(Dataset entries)
[Start of Attachment]

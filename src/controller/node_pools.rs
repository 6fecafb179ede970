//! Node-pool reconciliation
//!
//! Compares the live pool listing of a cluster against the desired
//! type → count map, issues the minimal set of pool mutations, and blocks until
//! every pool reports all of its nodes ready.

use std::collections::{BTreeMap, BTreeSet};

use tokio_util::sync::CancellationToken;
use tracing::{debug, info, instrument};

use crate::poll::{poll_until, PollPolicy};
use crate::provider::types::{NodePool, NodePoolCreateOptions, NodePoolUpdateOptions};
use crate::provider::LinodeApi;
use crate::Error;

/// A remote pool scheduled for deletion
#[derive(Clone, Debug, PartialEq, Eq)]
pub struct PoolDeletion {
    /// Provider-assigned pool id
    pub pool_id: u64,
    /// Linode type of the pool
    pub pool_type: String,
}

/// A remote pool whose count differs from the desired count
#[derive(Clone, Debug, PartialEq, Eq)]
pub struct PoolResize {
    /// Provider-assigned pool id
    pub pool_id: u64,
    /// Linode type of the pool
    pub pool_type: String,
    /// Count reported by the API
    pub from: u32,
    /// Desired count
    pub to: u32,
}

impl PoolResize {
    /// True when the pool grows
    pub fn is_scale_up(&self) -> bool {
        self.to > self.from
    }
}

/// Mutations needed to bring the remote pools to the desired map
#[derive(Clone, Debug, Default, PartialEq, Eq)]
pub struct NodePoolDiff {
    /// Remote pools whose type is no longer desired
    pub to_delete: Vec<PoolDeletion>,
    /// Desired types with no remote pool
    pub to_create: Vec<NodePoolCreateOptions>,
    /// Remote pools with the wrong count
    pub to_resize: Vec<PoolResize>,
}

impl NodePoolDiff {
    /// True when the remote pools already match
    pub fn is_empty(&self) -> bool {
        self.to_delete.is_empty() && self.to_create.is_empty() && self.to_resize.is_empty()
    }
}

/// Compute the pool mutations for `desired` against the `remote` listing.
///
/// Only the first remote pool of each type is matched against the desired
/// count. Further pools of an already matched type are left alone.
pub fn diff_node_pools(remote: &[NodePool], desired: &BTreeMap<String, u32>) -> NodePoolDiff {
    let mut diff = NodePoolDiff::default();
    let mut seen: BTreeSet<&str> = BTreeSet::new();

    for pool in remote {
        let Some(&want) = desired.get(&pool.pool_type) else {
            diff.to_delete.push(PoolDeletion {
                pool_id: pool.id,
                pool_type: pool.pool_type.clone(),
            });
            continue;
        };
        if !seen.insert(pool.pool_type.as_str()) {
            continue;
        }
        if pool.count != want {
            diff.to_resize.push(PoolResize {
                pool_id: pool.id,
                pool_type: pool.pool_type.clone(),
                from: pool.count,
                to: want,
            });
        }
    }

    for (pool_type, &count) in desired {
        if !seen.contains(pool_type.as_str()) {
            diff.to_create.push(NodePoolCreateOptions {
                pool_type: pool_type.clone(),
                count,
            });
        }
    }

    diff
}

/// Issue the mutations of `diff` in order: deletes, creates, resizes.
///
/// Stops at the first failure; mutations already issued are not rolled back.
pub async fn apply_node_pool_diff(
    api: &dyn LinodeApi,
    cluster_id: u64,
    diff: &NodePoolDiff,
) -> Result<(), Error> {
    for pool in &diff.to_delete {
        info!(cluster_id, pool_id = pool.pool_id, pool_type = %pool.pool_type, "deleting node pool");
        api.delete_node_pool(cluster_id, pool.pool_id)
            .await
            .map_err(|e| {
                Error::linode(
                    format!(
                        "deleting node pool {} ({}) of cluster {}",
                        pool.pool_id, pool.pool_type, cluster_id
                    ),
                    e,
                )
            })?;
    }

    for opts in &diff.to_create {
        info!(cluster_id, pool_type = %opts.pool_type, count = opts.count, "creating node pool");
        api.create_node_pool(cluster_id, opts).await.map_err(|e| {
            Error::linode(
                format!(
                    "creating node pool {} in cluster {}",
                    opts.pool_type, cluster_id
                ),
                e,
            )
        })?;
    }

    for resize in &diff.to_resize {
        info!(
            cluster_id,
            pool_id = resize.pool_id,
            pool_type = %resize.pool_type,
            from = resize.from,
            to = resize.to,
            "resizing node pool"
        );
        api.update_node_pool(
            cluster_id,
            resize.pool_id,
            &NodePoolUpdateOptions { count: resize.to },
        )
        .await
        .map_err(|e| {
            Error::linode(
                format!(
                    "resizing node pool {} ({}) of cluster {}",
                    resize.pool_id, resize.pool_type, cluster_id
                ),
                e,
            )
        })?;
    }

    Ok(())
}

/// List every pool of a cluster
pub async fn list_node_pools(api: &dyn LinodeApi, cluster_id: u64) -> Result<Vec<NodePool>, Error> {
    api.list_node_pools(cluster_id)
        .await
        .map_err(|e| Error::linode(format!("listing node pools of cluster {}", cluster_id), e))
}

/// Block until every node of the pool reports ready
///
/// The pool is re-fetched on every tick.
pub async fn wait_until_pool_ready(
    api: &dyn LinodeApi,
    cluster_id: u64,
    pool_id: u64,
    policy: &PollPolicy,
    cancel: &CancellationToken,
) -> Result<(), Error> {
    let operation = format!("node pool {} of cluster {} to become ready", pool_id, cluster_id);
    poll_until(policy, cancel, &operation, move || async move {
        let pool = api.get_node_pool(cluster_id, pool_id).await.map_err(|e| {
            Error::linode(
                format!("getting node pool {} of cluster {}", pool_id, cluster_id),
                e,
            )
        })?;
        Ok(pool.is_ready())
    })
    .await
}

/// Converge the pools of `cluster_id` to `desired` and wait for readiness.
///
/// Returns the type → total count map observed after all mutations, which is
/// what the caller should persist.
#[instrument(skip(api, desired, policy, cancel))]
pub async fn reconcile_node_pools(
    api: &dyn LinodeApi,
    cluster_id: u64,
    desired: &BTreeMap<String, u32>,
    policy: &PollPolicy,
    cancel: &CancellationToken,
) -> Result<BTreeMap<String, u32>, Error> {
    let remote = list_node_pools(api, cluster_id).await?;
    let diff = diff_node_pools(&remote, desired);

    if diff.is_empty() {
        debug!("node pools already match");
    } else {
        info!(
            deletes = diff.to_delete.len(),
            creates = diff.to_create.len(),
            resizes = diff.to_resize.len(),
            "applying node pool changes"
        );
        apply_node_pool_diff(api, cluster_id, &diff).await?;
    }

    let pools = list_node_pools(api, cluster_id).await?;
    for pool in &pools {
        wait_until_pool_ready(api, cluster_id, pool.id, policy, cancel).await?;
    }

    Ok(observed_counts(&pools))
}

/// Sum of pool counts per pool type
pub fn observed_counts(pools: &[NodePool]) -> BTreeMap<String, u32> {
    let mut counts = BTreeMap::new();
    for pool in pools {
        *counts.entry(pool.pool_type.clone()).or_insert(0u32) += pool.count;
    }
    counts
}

[End of Attachment]

EXERCISE DETAILS:
What you return should be the records above, repeated exactly.

RESPONSE TO THIS TASK:
filename src/controller/node_pools.rs
repository 6fecafb179ede970
//! Node-pool reconciliation
//!
//! Compares the live pool listing of a cluster against the desired
//! type → count map, issues the minimal set of pool mutations, and blocks until
//! every pool reports all of its nodes ready.

use std::collections::{BTreeMap, BTreeSet};

use tokio_util::sync::CancellationToken;
use tracing::{debug, info, instrument};

use crate::poll::{poll_until, PollPolicy};
use crate::provider::types::{NodePool, NodePoolCreateOptions, NodePoolUpdateOptions};
use crate::provider::LinodeApi;
use crate::Error;

/// A remote pool scheduled for deletion
#[derive(Clone, Debug, PartialEq, Eq)]
pub struct PoolDeletion {
    /// Provider-assigned pool id
    pub pool_id: u64,
    /// Linode type of the pool
    pub pool_type: String,
}

/// A remote pool whose count differs from the desired count
#[derive(Clone, Debug, PartialEq, Eq)]
pub struct PoolResize {
    /// Provider-assigned pool id
    pub pool_id: u64,
    /// Linode type of the pool
    pub pool_type: String,
    /// Count reported by the API
    pub from: u32,
    /// Desired count
    pub to: u32,
}

impl PoolResize {
    /// True when the pool grows
    pub fn is_scale_up(&self) -> bool {
        self.to > self.from
    }
}

/// Mutations needed to bring the remote pools to the desired map
#[derive(Clone, Debug, Default, PartialEq, Eq)]
pub struct NodePoolDiff {
    /// Remote pools whose type is no longer desired
    pub to_delete: Vec<PoolDeletion>,
    /// Desired types with no remote pool
    pub to_create: Vec<NodePoolCreateOptions>,
    /// Remote pools with the wrong count
    pub to_resize: Vec<PoolResize>,
}

impl NodePoolDiff {
    /// True when the remote pools already match
    pub fn is_empty(&self) -> bool {
        self.to_delete.is_empty() && self.to_create.is_empty() && self.to_resize.is_empty()
    }
}

/// Compute the pool mutations for `desired` against the `remote` listing.
///
/// Only the first remote pool of each type is matched against the desired
/// count. Further pools of an already matched type are left alone.
pub fn diff_node_pools(remote: &[NodePool], desired: &BTreeMap<String, u32>) -> NodePoolDiff {
    let mut diff = NodePoolDiff::default();
    let mut seen: BTreeSet<&str> = BTreeSet::new();

    for pool in remote {
        let Some(&want) = desired.get(&pool.pool_type) else {
            diff.to_delete.push(PoolDeletion {
                pool_id: pool.id,
                pool_type: pool.pool_type.clone(),
            });
            continue;
        };
        if !seen.insert(pool.pool_type.as_str()) {
            continue;
        }
        if pool.count != want {
            diff.to_resize.push(PoolResize {
                pool_id: pool.id,
                pool_type: pool.pool_type.clone(),
                from: pool.count,
                to: want,
            });
        }
    }

    for (pool_type, &count) in desired {
        if !seen.contains(pool_type.as_str()) {
            diff.to_create.push(NodePoolCreateOptions {
                pool_type: pool_type.clone(),
                count,
            });
        }
    }

    diff
}

/// Issue the mutations of `diff` in order: deletes, creates, resizes.
///
/// Stops at the first failure; mutations already issued are not rolled back.
pub async fn apply_node_pool_diff(
    api: &dyn LinodeApi,
    cluster_id: u64,
    diff: &NodePoolDiff,
) -> Result<(), Error> {
    for pool in &diff.to_delete {
        info!(cluster_id, pool_id = pool.pool_id, pool_type = %pool.pool_type, "deleting node pool");
        api.delete_node_pool(cluster_id, pool.pool_id)
            .await
            .map_err(|e| {
                Error::linode(
                    format!(
                        "deleting node pool {} ({}) of cluster {}",
                        pool.pool_id, pool.pool_type, cluster_id
                    ),
                    e,
                )
            })?;
    }

    for opts in &diff.to_create {
        info!(cluster_id, pool_type = %opts.pool_type, count = opts.count, "creating node pool");
        api.create_node_pool(cluster_id, opts).await.map_err(|e| {
            Error::linode(
                format!(
                    "creating node pool {} in cluster {}",
                    opts.pool_type, cluster_id
                ),
                e,
            )
        })?;
    }

    for resize in &diff.to_resize {
        info!(
            cluster_id,
            pool_id = resize.pool_id,
            pool_type = %resize.pool_type,
            from = resize.from,
            to = resize.to,
            "resizing node pool"
        );
        api.update_node_pool(
            cluster_id,
            resize.pool_id,
            &NodePoolUpdateOptions { count: resize.to },
        )
        .await
        .map_err(|e| {
            Error::linode(
                format!(
                    "resizing node pool {} ({}) of cluster {}",
                    resize.pool_id, resize.pool_type, cluster_id
                ),
                e,
            )
        })?;
    }

    Ok(())
}

/// List every pool of a cluster
pub async fn list_node_pools(api: &dyn LinodeApi, cluster_id: u64) -> Result<Vec<NodePool>, Error> {
    api.list_node_pools(cluster_id)
        .await
        .map_err(|e| Error::linode(format!("listing node pools of cluster {}", cluster_id), e))
}

/// Block until every node of the pool reports ready
///
/// The pool is re-fetched on every tick.
pub async fn wait_until_pool_ready(
    api: &dyn LinodeApi,
    cluster_id: u64,
    pool_id: u64,
    policy: &PollPolicy,
    cancel: &CancellationToken,
) -> Result<(), Error> {
    let operation = format!("node pool {} of cluster {} to become ready", pool_id, cluster_id);
    poll_until(policy, cancel, &operation, move || async move {
        let pool = api.get_node_pool(cluster_id, pool_id).await.map_err(|e| {
            Error::linode(
                format!("getting node pool {} of cluster {}", pool_id, cluster_id),
                e,
            )
        })?;
        Ok(pool.is_ready())
    })
    .await
}

/// Converge the pools of `cluster_id` to `desired` and wait for readiness.
///
/// Returns the type → total count map observed after all mutations, which is
/// what the caller should persist.
#[instrument(skip(api, desired, policy, cancel))]
pub async fn reconcile_node_pools(
    api: &dyn LinodeApi,
    cluster_id: u64,
    desired: &BTreeMap<String, u32>,
    policy: &PollPolicy,
    cancel: &CancellationToken,
) -> Result<BTreeMap<String, u32>, Error> {
    let remote = list_node_pools(api, cluster_id).await?;
    let diff = diff_node_pools(&remote, desired);

    if diff.is_empty() {
        debug!("node pools already match");
    } else {
        info!(
            deletes = diff.to_delete.len(),
            creates = diff.to_create.len(),
            resizes = diff.to_resize.len(),
            "applying node pool changes"
        );
        apply_node_pool_diff(api, cluster_id, &diff).await?;
    }

    let pools = list_node_pools(api, cluster_id).await?;
    for pool in &pools {
        wait_until_pool_ready(api, cluster_id, pool.id, policy, cancel).await?;
    }

    Ok(observed_counts(&pools))
}

/// Sum of pool counts per pool type
pub fn observed_counts(pools: &[NodePool]) -> BTreeMap<String, u32> {
    let mut counts = BTreeMap::new();
    for pool in pools {
        *counts.entry(pool.pool_type.clone()).or_insert(0u32) += pool.count;
    }
    counts
}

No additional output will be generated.